= TASK STATEMENT =
Retrieve every line of the data holding the word "through".

= MATERIAL TO PROCESS =

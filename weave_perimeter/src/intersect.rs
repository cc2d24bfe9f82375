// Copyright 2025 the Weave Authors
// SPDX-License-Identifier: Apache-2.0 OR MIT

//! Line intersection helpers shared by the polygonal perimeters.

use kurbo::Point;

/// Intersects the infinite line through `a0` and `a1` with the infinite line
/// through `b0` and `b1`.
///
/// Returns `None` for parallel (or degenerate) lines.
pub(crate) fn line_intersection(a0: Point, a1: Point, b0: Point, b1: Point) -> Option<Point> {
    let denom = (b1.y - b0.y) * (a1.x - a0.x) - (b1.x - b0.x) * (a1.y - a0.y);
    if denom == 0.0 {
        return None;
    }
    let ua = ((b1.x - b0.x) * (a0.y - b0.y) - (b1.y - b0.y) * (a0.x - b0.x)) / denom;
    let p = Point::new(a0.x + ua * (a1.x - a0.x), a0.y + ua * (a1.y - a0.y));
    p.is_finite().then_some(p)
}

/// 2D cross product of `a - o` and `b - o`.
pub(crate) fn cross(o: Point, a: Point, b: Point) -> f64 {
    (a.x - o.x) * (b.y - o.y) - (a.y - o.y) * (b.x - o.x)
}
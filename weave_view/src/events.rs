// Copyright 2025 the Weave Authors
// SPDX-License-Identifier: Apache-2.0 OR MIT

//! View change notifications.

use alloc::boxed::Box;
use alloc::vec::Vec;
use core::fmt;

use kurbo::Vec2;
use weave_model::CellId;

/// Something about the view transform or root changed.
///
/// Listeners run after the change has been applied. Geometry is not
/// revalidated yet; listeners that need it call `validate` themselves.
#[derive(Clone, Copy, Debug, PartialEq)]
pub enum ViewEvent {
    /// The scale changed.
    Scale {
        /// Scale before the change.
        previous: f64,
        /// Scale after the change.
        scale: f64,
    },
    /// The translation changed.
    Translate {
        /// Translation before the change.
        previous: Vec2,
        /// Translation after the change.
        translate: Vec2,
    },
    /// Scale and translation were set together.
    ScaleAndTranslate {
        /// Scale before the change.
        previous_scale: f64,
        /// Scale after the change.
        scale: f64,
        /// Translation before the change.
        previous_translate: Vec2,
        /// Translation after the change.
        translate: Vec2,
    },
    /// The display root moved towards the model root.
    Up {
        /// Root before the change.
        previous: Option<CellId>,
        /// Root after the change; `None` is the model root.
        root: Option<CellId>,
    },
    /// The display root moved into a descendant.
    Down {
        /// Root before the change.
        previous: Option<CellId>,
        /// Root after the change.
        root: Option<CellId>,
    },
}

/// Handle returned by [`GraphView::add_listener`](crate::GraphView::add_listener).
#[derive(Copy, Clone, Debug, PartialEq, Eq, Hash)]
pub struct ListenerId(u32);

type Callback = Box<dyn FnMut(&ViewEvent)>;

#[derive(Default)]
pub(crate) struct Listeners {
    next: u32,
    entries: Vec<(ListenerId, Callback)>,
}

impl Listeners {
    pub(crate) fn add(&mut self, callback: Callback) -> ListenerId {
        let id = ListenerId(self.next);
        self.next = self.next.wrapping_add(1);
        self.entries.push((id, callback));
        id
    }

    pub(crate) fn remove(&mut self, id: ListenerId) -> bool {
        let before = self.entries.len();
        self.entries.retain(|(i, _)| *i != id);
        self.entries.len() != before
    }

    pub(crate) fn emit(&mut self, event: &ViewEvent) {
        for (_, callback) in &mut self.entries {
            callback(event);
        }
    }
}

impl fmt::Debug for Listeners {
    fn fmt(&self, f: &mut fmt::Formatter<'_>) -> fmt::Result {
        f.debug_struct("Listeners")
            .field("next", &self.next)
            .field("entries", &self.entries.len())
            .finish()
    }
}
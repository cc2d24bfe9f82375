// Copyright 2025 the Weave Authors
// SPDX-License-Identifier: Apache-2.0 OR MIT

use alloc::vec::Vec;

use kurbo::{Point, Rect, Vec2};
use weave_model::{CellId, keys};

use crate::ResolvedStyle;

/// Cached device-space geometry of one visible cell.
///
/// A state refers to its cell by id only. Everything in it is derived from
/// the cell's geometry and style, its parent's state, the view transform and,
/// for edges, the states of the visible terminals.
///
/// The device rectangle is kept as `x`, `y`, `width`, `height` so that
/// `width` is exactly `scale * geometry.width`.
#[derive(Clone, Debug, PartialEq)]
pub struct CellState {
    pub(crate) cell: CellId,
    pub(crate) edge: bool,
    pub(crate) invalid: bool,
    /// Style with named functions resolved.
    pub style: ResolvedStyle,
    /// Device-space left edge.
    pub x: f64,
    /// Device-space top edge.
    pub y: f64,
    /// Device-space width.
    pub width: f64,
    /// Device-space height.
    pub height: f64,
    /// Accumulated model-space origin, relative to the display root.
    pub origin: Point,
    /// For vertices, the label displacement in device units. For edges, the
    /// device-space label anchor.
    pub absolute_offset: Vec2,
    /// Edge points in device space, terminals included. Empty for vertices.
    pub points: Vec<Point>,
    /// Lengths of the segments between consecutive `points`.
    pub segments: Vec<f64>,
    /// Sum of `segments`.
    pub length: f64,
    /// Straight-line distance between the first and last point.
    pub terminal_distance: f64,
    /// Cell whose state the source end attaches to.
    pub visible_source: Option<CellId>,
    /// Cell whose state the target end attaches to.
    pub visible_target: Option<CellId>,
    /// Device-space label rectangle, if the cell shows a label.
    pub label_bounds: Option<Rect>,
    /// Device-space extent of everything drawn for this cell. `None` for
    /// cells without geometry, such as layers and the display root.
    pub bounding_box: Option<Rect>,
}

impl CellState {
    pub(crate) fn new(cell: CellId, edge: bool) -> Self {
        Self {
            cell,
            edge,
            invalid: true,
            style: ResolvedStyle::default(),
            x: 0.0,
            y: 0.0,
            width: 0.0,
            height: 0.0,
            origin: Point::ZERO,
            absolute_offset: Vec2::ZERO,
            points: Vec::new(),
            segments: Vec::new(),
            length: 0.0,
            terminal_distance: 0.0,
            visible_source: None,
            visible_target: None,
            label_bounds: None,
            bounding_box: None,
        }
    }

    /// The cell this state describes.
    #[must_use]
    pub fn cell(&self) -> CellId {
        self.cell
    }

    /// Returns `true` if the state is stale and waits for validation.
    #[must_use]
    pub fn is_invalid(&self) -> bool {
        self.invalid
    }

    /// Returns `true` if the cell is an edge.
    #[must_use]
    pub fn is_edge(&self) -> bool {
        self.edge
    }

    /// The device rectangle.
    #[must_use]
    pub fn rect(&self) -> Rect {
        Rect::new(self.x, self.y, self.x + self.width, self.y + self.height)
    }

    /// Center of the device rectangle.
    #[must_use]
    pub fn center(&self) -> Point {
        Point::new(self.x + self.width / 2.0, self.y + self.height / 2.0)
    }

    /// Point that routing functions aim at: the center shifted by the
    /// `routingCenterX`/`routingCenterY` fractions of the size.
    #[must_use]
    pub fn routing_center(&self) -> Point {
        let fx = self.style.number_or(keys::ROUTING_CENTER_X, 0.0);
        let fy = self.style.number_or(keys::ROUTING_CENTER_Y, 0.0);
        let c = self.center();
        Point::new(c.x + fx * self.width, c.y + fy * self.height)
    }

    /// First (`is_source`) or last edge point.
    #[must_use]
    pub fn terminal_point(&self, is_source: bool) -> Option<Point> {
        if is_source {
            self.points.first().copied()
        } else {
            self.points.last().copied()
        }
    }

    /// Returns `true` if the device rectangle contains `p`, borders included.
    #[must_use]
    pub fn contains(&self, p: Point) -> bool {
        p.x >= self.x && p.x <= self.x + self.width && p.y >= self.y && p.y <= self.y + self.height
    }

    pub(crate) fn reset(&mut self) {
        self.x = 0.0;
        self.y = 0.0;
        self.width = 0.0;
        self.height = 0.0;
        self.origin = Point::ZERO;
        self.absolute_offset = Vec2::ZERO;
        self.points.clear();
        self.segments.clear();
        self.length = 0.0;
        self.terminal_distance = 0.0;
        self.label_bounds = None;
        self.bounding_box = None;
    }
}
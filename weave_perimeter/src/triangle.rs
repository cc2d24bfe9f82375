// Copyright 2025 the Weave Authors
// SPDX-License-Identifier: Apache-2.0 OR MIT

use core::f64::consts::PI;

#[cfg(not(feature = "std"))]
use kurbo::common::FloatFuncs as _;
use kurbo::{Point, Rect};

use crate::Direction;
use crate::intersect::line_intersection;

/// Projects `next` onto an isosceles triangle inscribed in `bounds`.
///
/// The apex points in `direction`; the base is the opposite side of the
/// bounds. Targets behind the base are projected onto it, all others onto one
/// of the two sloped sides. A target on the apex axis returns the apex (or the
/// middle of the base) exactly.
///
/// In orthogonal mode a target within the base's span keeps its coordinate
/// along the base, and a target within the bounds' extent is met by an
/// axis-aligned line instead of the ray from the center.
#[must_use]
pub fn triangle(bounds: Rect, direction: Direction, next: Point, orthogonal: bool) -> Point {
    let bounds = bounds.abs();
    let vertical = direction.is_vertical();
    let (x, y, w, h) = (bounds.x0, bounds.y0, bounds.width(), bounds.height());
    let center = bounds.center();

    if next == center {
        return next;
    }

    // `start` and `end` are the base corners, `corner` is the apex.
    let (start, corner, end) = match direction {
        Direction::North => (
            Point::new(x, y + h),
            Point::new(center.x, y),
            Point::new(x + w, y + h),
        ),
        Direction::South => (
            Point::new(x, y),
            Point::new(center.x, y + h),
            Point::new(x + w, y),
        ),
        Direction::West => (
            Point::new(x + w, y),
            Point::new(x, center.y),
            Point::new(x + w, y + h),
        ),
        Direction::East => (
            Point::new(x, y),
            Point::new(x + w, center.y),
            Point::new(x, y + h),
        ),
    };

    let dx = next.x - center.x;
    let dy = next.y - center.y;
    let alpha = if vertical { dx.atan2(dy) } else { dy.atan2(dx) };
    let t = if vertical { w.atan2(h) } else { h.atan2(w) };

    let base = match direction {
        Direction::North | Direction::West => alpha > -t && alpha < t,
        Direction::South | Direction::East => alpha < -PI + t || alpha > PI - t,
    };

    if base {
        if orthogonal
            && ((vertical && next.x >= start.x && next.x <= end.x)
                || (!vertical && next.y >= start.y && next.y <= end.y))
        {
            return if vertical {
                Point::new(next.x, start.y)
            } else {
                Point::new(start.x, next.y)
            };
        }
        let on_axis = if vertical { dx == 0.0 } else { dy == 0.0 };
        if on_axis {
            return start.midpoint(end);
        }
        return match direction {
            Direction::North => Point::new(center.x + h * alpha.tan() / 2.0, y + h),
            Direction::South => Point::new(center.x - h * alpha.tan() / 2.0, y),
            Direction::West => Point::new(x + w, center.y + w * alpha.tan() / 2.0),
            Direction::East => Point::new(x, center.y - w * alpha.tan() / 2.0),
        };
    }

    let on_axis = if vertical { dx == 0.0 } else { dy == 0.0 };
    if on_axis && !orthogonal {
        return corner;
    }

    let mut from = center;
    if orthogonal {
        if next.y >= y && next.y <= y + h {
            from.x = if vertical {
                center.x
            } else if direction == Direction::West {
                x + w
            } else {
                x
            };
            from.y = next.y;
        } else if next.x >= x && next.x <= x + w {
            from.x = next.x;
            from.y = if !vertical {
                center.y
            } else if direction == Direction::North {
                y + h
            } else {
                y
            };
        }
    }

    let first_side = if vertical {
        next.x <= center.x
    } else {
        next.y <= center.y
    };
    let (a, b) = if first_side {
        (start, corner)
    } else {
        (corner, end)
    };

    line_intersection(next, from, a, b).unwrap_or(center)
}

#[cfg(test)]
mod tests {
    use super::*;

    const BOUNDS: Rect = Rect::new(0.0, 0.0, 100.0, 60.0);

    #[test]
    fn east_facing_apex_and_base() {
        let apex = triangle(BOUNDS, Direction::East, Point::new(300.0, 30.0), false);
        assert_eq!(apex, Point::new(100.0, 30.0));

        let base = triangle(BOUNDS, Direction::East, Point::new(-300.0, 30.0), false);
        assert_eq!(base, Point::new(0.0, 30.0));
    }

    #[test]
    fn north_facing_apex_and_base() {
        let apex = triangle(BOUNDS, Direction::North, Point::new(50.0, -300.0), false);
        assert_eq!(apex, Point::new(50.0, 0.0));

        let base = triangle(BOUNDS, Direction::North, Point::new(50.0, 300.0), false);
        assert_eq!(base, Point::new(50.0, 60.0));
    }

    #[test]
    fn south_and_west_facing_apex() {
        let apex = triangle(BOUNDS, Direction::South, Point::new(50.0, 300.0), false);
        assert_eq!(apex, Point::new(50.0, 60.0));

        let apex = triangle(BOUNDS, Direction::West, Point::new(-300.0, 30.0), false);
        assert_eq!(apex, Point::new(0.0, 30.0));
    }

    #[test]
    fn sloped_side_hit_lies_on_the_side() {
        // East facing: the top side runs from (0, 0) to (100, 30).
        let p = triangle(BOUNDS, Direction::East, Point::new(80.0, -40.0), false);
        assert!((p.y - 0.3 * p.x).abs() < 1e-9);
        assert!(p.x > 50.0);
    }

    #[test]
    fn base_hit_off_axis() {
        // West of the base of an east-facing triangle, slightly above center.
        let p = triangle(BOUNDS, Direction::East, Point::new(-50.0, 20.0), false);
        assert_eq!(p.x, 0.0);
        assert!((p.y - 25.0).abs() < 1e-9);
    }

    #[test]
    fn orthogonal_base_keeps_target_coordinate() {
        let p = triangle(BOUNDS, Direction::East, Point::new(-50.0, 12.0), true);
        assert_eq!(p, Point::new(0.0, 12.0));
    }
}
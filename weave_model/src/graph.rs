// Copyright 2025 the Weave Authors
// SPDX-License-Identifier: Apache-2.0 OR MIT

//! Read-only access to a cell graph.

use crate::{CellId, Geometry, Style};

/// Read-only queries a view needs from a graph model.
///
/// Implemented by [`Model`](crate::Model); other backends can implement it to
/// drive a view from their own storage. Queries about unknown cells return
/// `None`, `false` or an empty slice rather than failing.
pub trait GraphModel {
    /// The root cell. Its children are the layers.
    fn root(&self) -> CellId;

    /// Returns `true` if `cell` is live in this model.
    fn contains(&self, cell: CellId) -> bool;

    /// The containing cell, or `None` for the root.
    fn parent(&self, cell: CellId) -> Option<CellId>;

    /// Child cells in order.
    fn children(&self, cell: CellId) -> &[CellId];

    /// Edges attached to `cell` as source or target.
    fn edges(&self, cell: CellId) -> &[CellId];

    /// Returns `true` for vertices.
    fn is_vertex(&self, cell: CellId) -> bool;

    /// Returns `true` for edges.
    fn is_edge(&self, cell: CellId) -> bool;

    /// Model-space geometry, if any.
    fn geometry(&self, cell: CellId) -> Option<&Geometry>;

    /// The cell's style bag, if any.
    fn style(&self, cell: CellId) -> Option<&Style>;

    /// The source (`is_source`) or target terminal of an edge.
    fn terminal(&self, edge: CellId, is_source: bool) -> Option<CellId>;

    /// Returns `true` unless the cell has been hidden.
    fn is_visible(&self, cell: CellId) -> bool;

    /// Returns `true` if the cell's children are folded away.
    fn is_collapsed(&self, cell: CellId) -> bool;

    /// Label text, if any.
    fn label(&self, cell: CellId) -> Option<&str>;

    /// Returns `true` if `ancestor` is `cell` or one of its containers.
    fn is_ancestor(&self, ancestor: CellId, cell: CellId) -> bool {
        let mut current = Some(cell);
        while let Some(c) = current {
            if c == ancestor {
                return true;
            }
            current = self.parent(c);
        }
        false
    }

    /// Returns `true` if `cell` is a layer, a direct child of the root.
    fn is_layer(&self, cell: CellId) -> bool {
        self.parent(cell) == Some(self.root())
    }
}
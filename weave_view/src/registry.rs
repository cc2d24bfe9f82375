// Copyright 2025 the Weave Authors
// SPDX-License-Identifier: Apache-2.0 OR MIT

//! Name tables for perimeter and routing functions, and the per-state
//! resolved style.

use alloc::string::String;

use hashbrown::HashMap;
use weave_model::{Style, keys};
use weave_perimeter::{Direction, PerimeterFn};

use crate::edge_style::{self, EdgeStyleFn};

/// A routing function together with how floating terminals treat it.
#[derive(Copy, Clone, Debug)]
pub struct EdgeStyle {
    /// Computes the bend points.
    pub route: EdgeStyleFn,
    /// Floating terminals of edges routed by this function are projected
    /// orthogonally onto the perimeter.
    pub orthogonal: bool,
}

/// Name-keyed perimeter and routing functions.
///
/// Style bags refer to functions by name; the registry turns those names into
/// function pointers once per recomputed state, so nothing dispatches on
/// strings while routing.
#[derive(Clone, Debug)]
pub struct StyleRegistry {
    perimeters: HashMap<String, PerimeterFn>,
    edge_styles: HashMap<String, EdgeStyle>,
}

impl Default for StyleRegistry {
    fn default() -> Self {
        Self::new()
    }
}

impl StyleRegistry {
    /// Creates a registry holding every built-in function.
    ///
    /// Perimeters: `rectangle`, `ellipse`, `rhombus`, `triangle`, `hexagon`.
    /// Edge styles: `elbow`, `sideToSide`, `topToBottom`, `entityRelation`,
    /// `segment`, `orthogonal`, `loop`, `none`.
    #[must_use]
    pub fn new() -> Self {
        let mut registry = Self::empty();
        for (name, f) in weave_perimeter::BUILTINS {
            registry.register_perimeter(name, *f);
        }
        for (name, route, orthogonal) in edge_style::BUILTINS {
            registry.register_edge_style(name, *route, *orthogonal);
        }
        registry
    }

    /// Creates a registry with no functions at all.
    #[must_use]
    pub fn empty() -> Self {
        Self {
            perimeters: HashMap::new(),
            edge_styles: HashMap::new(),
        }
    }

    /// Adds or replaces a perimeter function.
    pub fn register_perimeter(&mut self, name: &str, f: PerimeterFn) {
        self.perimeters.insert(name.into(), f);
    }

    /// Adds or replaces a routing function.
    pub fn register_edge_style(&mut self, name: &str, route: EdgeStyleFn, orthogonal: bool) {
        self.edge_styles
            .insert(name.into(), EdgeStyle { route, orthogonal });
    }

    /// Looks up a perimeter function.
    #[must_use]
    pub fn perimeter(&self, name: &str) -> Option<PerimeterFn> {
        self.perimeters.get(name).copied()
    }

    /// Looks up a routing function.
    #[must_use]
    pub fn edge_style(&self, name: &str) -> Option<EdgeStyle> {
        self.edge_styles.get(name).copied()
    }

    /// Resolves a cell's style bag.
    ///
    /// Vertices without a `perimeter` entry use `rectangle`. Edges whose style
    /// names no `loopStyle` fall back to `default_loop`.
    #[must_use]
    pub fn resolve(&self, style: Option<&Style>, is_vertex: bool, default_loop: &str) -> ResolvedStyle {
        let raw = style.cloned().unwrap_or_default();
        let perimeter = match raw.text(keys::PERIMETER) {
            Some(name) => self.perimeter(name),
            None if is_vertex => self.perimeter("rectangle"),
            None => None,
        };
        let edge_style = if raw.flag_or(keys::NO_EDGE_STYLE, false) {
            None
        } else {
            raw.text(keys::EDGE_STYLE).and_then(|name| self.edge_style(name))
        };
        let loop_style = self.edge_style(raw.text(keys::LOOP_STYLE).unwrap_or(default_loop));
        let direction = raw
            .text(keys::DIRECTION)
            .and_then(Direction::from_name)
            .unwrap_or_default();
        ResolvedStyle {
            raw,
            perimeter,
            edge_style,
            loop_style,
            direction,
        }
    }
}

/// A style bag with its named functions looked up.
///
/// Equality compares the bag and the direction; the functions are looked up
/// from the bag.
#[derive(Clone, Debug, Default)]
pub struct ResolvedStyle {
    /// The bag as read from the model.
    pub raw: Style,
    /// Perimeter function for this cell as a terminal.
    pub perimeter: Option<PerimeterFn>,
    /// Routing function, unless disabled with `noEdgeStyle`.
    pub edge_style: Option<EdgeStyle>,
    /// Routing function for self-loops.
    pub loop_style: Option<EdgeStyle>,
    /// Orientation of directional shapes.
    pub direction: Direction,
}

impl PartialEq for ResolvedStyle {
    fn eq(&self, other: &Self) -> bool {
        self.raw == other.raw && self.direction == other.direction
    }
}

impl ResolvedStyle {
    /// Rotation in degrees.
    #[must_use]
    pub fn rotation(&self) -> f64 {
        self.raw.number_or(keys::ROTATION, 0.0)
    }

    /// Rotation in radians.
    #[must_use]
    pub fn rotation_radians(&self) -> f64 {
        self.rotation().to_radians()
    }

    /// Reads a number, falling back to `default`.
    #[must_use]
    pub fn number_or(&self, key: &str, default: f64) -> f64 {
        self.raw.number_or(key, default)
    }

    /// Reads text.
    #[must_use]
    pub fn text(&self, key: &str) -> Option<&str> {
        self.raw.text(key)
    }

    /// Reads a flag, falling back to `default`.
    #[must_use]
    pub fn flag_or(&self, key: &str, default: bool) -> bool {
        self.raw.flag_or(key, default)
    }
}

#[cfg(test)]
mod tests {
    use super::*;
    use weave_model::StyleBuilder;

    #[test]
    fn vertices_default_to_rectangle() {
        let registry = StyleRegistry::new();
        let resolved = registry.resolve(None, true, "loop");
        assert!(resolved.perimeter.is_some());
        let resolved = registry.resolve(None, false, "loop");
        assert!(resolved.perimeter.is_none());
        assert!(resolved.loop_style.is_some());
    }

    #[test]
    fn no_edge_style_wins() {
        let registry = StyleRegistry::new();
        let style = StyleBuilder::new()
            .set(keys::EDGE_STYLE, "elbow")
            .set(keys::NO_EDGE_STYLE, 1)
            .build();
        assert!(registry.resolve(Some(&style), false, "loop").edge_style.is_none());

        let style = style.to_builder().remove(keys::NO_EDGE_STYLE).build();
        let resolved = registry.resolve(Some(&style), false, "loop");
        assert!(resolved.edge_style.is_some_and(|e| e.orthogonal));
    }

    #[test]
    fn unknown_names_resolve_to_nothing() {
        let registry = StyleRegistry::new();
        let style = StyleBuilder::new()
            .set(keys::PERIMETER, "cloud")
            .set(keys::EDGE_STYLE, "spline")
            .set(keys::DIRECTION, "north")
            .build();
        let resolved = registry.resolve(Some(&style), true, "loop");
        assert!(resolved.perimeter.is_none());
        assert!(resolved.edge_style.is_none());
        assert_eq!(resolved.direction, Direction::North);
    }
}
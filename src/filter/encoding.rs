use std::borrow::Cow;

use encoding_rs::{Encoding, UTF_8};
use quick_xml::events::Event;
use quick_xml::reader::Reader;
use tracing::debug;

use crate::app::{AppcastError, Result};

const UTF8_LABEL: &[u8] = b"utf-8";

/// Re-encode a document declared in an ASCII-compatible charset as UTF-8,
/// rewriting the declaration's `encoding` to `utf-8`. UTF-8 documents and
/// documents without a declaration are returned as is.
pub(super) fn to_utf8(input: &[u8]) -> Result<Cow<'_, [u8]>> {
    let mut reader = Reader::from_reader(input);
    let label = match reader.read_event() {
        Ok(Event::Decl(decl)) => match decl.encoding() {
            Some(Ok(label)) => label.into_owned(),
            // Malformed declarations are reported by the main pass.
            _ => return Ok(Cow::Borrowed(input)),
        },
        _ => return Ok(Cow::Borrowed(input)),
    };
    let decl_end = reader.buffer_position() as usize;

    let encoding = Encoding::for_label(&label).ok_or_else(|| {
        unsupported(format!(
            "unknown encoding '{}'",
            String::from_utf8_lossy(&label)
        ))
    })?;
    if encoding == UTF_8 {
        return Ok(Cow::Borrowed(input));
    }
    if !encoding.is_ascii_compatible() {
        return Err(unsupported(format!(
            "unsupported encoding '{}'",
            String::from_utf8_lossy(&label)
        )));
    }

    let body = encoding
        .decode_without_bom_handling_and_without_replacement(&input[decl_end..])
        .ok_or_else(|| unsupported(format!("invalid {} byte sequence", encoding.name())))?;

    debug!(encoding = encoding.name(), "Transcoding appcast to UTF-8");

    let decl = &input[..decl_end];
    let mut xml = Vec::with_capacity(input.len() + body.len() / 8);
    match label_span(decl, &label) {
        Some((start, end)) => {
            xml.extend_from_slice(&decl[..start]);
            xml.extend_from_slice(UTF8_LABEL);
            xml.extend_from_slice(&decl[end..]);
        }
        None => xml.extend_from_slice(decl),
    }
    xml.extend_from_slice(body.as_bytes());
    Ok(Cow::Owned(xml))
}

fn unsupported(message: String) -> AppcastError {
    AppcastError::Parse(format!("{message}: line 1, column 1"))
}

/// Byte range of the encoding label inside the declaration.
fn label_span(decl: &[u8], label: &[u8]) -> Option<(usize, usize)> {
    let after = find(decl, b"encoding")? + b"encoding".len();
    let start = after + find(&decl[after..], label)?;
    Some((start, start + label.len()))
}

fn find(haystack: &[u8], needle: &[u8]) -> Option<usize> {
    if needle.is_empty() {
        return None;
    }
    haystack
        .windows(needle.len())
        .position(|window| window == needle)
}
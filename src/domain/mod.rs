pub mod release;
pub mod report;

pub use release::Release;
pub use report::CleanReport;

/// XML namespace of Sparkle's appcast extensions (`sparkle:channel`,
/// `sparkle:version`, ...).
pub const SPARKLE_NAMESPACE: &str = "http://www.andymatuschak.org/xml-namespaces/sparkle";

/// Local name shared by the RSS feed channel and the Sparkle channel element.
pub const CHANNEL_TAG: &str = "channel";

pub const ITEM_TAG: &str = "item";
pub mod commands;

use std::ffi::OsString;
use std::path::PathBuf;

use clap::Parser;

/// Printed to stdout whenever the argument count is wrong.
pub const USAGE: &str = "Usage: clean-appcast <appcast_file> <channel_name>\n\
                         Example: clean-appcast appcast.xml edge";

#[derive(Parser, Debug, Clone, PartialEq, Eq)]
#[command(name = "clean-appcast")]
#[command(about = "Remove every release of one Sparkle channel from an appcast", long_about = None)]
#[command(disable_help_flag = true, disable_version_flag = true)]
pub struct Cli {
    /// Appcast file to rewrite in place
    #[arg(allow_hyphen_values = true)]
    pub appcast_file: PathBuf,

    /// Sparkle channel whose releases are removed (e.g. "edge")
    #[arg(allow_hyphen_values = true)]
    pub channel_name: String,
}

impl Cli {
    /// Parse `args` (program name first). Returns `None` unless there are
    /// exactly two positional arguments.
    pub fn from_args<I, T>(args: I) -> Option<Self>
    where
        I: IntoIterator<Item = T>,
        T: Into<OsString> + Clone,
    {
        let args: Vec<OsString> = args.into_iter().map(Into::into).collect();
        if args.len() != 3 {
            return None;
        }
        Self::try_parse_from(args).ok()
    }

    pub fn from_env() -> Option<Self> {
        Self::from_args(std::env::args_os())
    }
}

= RESPONSE =
/// Intersects the infinite line through `a0` and `a1` with the infinite line
/// through `b0` and `b1`.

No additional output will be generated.